----- Record excerpts -----

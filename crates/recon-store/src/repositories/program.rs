//! Program repository: the root of ownership, cascading delete.

use async_trait::async_trait;
use recon_core::Id;
use uuid::Uuid;

use crate::entities::Program;
use crate::error::StoreError;
use crate::repository::{OrderBy, Repository};
use crate::uow::UnitOfWork;

pub struct ProgramRepository;

/// `name` is the only filterable field; `None` means "no filter".
#[derive(Debug, Clone, Default)]
pub struct ProgramFilter {
    pub name: Option<String>,
}

pub struct ProgramPatch {
    pub name: String,
}

impl ProgramRepository {
    pub async fn get(uow: &mut UnitOfWork, id: Id) -> Result<Option<Program>, StoreError> {
        let exec = uow.executor();
        let row = sqlx::query_as::<_, Program>("SELECT id, name, created_at FROM programs WHERE id = $1")
            .bind(id)
            .fetch_optional(&mut **exec)
            .await?;
        Ok(row)
    }

    pub async fn get_by_name(uow: &mut UnitOfWork, name: &str) -> Result<Option<Program>, StoreError> {
        let exec = uow.executor();
        let row = sqlx::query_as::<_, Program>("SELECT id, name, created_at FROM programs WHERE name = $1")
            .bind(name)
            .fetch_optional(&mut **exec)
            .await?;
        Ok(row)
    }

    pub async fn create(uow: &mut UnitOfWork, name: &str) -> Result<Program, StoreError> {
        let exec = uow.executor();
        let row = sqlx::query_as::<_, Program>(
            "INSERT INTO programs (id, name, created_at) VALUES ($1, $2, now()) RETURNING id, name, created_at",
        )
        .bind(Uuid::new_v4())
        .bind(name)
        .fetch_one(&mut **exec)
        .await?;
        Ok(row)
    }

    pub async fn get_or_create(uow: &mut UnitOfWork, name: &str) -> Result<Program, StoreError> {
        if let Some(existing) = Self::get_by_name(uow, name).await? {
            return Ok(existing);
        }
        Self::create(uow, name).await
    }

    pub async fn delete(uow: &mut UnitOfWork, id: Id) -> Result<(), StoreError> {
        let exec = uow.executor();
        sqlx::query("DELETE FROM programs WHERE id = $1")
            .bind(id)
            .execute(&mut **exec)
            .await?;
        Ok(())
    }

    pub async fn find_many(
        uow: &mut UnitOfWork,
        limit: i64,
        offset: i64,
    ) -> Result<Vec<Program>, StoreError> {
        let exec = uow.executor();
        let rows = sqlx::query_as::<_, Program>(
            "SELECT id, name, created_at FROM programs ORDER BY created_at DESC LIMIT $1 OFFSET $2",
        )
        .bind(limit)
        .bind(offset)
        .fetch_all(&mut **exec)
        .await?;
        Ok(rows)
    }
}

#[async_trait]
impl Repository for ProgramRepository {
    type Row = Program;
    type Filter = ProgramFilter;
    type Patch = ProgramPatch;
    type Create = String;

    async fn get(uow: &mut UnitOfWork, id: Id) -> Result<Option<Program>, StoreError> {
        let exec = uow.executor();
        let row = sqlx::query_as::<_, Program>("SELECT id, name, created_at FROM programs WHERE id = $1")
            .bind(id)
            .fetch_optional(&mut **exec)
            .await?;
        Ok(row)
    }

    async fn find_many(
        uow: &mut UnitOfWork,
        filter: &ProgramFilter,
        limit: i64,
        offset: i64,
        order_by: Option<OrderBy>,
    ) -> Result<Vec<Program>, StoreError> {
        let (column, descending) = order_by.map(|o| (o.column, o.descending)).unwrap_or(("created_at", true));
        let direction = if descending { "DESC" } else { "ASC" };
        let exec = uow.executor();
        let rows = sqlx::query_as::<_, Program>(&format!(
            "SELECT id, name, created_at FROM programs WHERE ($1::text IS NULL OR name = $1)
             ORDER BY {column} {direction} LIMIT $2 OFFSET $3"
        ))
        .bind(&filter.name)
        .bind(limit)
        .bind(offset)
        .fetch_all(&mut **exec)
        .await?;
        Ok(rows)
    }

    async fn count(uow: &mut UnitOfWork, filter: &ProgramFilter) -> Result<i64, StoreError> {
        let exec = uow.executor();
        let count: i64 = sqlx::query_scalar("SELECT count(*) FROM programs WHERE ($1::text IS NULL OR name = $1)")
            .bind(&filter.name)
            .fetch_one(&mut **exec)
            .await?;
        Ok(count)
    }

    async fn create(uow: &mut UnitOfWork, name: String) -> Result<Program, StoreError> {
        let exec = uow.executor();
        let row = sqlx::query_as::<_, Program>(
            "INSERT INTO programs (id, name, created_at) VALUES ($1, $2, now()) RETURNING id, name, created_at",
        )
        .bind(Uuid::new_v4())
        .bind(&name)
        .fetch_one(&mut **exec)
        .await?;
        Ok(row)
    }

    async fn update(uow: &mut UnitOfWork, id: Id, patch: ProgramPatch) -> Result<Program, StoreError> {
        let exec = uow.executor();
        let row = sqlx::query_as::<_, Program>(
            "UPDATE programs SET name = $2 WHERE id = $1 RETURNING id, name, created_at",
        )
        .bind(id)
        .bind(&patch.name)
        .fetch_one(&mut **exec)
        .await?;
        Ok(row)
    }

    async fn delete(uow: &mut UnitOfWork, id: Id) -> Result<(), StoreError> {
        let exec = uow.executor();
        sqlx::query("DELETE FROM programs WHERE id = $1")
            .bind(id)
            .execute(&mut **exec)
            .await?;
        Ok(())
    }

    /// Plain multi-row insert via `UNNEST`; fails if any name already exists
    /// (the unique constraint on `name`), by design — use `bulk_upsert` when
    /// duplicates are expected.
    async fn bulk_create(uow: &mut UnitOfWork, items: Vec<String>) -> Result<Vec<Program>, StoreError> {
        if items.is_empty() {
            return Ok(Vec::new());
        }
        let ids: Vec<Uuid> = items.iter().map(|_| Uuid::new_v4()).collect();
        let exec = uow.executor();
        let rows = sqlx::query_as::<_, Program>(
            r#"
            INSERT INTO programs (id, name, created_at)
            SELECT id, name, now() FROM UNNEST($1::uuid[], $2::text[]) AS t(id, name)
            RETURNING id, name, created_at
            "#,
        )
        .bind(&ids)
        .bind(&items)
        .fetch_all(&mut **exec)
        .await?;
        Ok(rows)
    }

    /// Upsert on the `name` unique constraint: existing programs are
    /// returned as-is (there is nothing else on a program to update).
    async fn bulk_upsert(uow: &mut UnitOfWork, items: Vec<String>) -> Result<Vec<Program>, StoreError> {
        if items.is_empty() {
            return Ok(Vec::new());
        }
        let ids: Vec<Uuid> = items.iter().map(|_| Uuid::new_v4()).collect();
        let exec = uow.executor();
        let rows = sqlx::query_as::<_, Program>(
            r#"
            INSERT INTO programs (id, name, created_at)
            SELECT id, name, now() FROM UNNEST($1::uuid[], $2::text[]) AS t(id, name)
            ON CONFLICT (name) DO UPDATE SET name = EXCLUDED.name
            RETURNING id, name, created_at
            "#,
        )
        .bind(&ids)
        .bind(&items)
        .fetch_all(&mut **exec)
        .await?;
        Ok(rows)
    }
}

-----

● **Exercise goal**
Repeat each of the entries exactly as written.

● **Task solution**
filename crates/recon-store/src/repositories/program.rs
//! Program repository: the root of ownership, cascading delete.

use async_trait::async_trait;
use recon_core::Id;
use uuid::Uuid;

use crate::entities::Program;
use crate::error::StoreError;
use crate::repository::{OrderBy, Repository};
use crate::uow::UnitOfWork;

pub struct ProgramRepository;

/// `name` is the only filterable field; `None` means "no filter".
#[derive(Debug, Clone, Default)]
pub struct ProgramFilter {
    pub name: Option<String>,
}

pub struct ProgramPatch {
    pub name: String,
}

impl ProgramRepository {
    pub async fn get(uow: &mut UnitOfWork, id: Id) -> Result<Option<Program>, StoreError> {
        let exec = uow.executor();
        let row = sqlx::query_as::<_, Program>("SELECT id, name, created_at FROM programs WHERE id = $1")
            .bind(id)
            .fetch_optional(&mut **exec)
            .await?;
        Ok(row)
    }

    pub async fn get_by_name(uow: &mut UnitOfWork, name: &str) -> Result<Option<Program>, StoreError> {
        let exec = uow.executor();
        let row = sqlx::query_as::<_, Program>("SELECT id, name, created_at FROM programs WHERE name = $1")
            .bind(name)
            .fetch_optional(&mut **exec)
            .await?;
        Ok(row)
    }

    pub async fn create(uow: &mut UnitOfWork, name: &str) -> Result<Program, StoreError> {
        let exec = uow.executor();
        let row = sqlx::query_as::<_, Program>(
            "INSERT INTO programs (id, name, created_at) VALUES ($1, $2, now()) RETURNING id, name, created_at",
        )
        .bind(Uuid::new_v4())
        .bind(name)
        .fetch_one(&mut **exec)
        .await?;
        Ok(row)
    }

    pub async fn get_or_create(uow: &mut UnitOfWork, name: &str) -> Result<Program, StoreError> {
        if let Some(existing) = Self::get_by_name(uow, name).await? {
            return Ok(existing);
        }
        Self::create(uow, name).await
    }

    pub async fn delete(uow: &mut UnitOfWork, id: Id) -> Result<(), StoreError> {
        let exec = uow.executor();
        sqlx::query("DELETE FROM programs WHERE id = $1")
            .bind(id)
            .execute(&mut **exec)
            .await?;
        Ok(())
    }

    pub async fn find_many(
        uow: &mut UnitOfWork,
        limit: i64,
        offset: i64,
    ) -> Result<Vec<Program>, StoreError> {
        let exec = uow.executor();
        let rows = sqlx::query_as::<_, Program>(
            "SELECT id, name, created_at FROM programs ORDER BY created_at DESC LIMIT $1 OFFSET $2",
        )
        .bind(limit)
        .bind(offset)
        .fetch_all(&mut **exec)
        .await?;
        Ok(rows)
    }
}

#[async_trait]
impl Repository for ProgramRepository {
    type Row = Program;
    type Filter = ProgramFilter;
    type Patch = ProgramPatch;
    type Create = String;

    async fn get(uow: &mut UnitOfWork, id: Id) -> Result<Option<Program>, StoreError> {
        let exec = uow.executor();
        let row = sqlx::query_as::<_, Program>("SELECT id, name, created_at FROM programs WHERE id = $1")
            .bind(id)
            .fetch_optional(&mut **exec)
            .await?;
        Ok(row)
    }

    async fn find_many(
        uow: &mut UnitOfWork,
        filter: &ProgramFilter,
        limit: i64,
        offset: i64,
        order_by: Option<OrderBy>,
    ) -> Result<Vec<Program>, StoreError> {
        let (column, descending) = order_by.map(|o| (o.column, o.descending)).unwrap_or(("created_at", true));
        let direction = if descending { "DESC" } else { "ASC" };
        let exec = uow.executor();
        let rows = sqlx::query_as::<_, Program>(&format!(
            "SELECT id, name, created_at FROM programs WHERE ($1::text IS NULL OR name = $1)
             ORDER BY {column} {direction} LIMIT $2 OFFSET $3"
        ))
        .bind(&filter.name)
        .bind(limit)
        .bind(offset)
        .fetch_all(&mut **exec)
        .await?;
        Ok(rows)
    }

    async fn count(uow: &mut UnitOfWork, filter: &ProgramFilter) -> Result<i64, StoreError> {
        let exec = uow.executor();
        let count: i64 = sqlx::query_scalar("SELECT count(*) FROM programs WHERE ($1::text IS NULL OR name = $1)")
            .bind(&filter.name)
            .fetch_one(&mut **exec)
            .await?;
        Ok(count)
    }

    async fn create(uow: &mut UnitOfWork, name: String) -> Result<Program, StoreError> {
        let exec = uow.executor();
        let row = sqlx::query_as::<_, Program>(
            "INSERT INTO programs (id, name, created_at) VALUES ($1, $2, now()) RETURNING id, name, created_at",
        )
        .bind(Uuid::new_v4())
        .bind(&name)
        .fetch_one(&mut **exec)
        .await?;
        Ok(row)
    }

    async fn update(uow: &mut UnitOfWork, id: Id, patch: ProgramPatch) -> Result<Program, StoreError> {
        let exec = uow.executor();
        let row = sqlx::query_as::<_, Program>(
            "UPDATE programs SET name = $2 WHERE id = $1 RETURNING id, name, created_at",
        )
        .bind(id)
        .bind(&patch.name)
        .fetch_one(&mut **exec)
        .await?;
        Ok(row)
    }

    async fn delete(uow: &mut UnitOfWork, id: Id) -> Result<(), StoreError> {
        let exec = uow.executor();
        sqlx::query("DELETE FROM programs WHERE id = $1")
            .bind(id)
            .execute(&mut **exec)
            .await?;
        Ok(())
    }

    /// Plain multi-row insert via `UNNEST`; fails if any name already exists
    /// (the unique constraint on `name`), by design — use `bulk_upsert` when
    /// duplicates are expected.
    async fn bulk_create(uow: &mut UnitOfWork, items: Vec<String>) -> Result<Vec<Program>, StoreError> {
        if items.is_empty() {
            return Ok(Vec::new());
        }
        let ids: Vec<Uuid> = items.iter().map(|_| Uuid::new_v4()).collect();
        let exec = uow.executor();
        let rows = sqlx::query_as::<_, Program>(
            r#"
            INSERT INTO programs (id, name, created_at)
            SELECT id, name, now() FROM UNNEST($1::uuid[], $2::text[]) AS t(id, name)
            RETURNING id, name, created_at
            "#,
        )
        .bind(&ids)
        .bind(&items)
        .fetch_all(&mut **exec)
        .await?;
        Ok(rows)
    }

    /// Upsert on the `name` unique constraint: existing programs are
    /// returned as-is (there is nothing else on a program to update).
    async fn bulk_upsert(uow: &mut UnitOfWork, items: Vec<String>) -> Result<Vec<Program>, StoreError> {
        if items.is_empty() {
            return Ok(Vec::new());
        }
        let ids: Vec<Uuid> = items.iter().map(|_| Uuid::new_v4()).collect();
        let exec = uow.executor();
        let rows = sqlx::query_as::<_, Program>(
            r#"
            INSERT INTO programs (id, name, created_at)
            SELECT id, name, now() FROM UNNEST($1::uuid[], $2::text[]) AS t(id, name)
            ON CONFLICT (name) DO UPDATE SET name = EXCLUDED.name
            RETURNING id, name, created_at
            "#,
        )
        .bind(&ids)
        .bind(&items)
        .fetch_all(&mut **exec)
        .await?;
        Ok(rows)
    }
}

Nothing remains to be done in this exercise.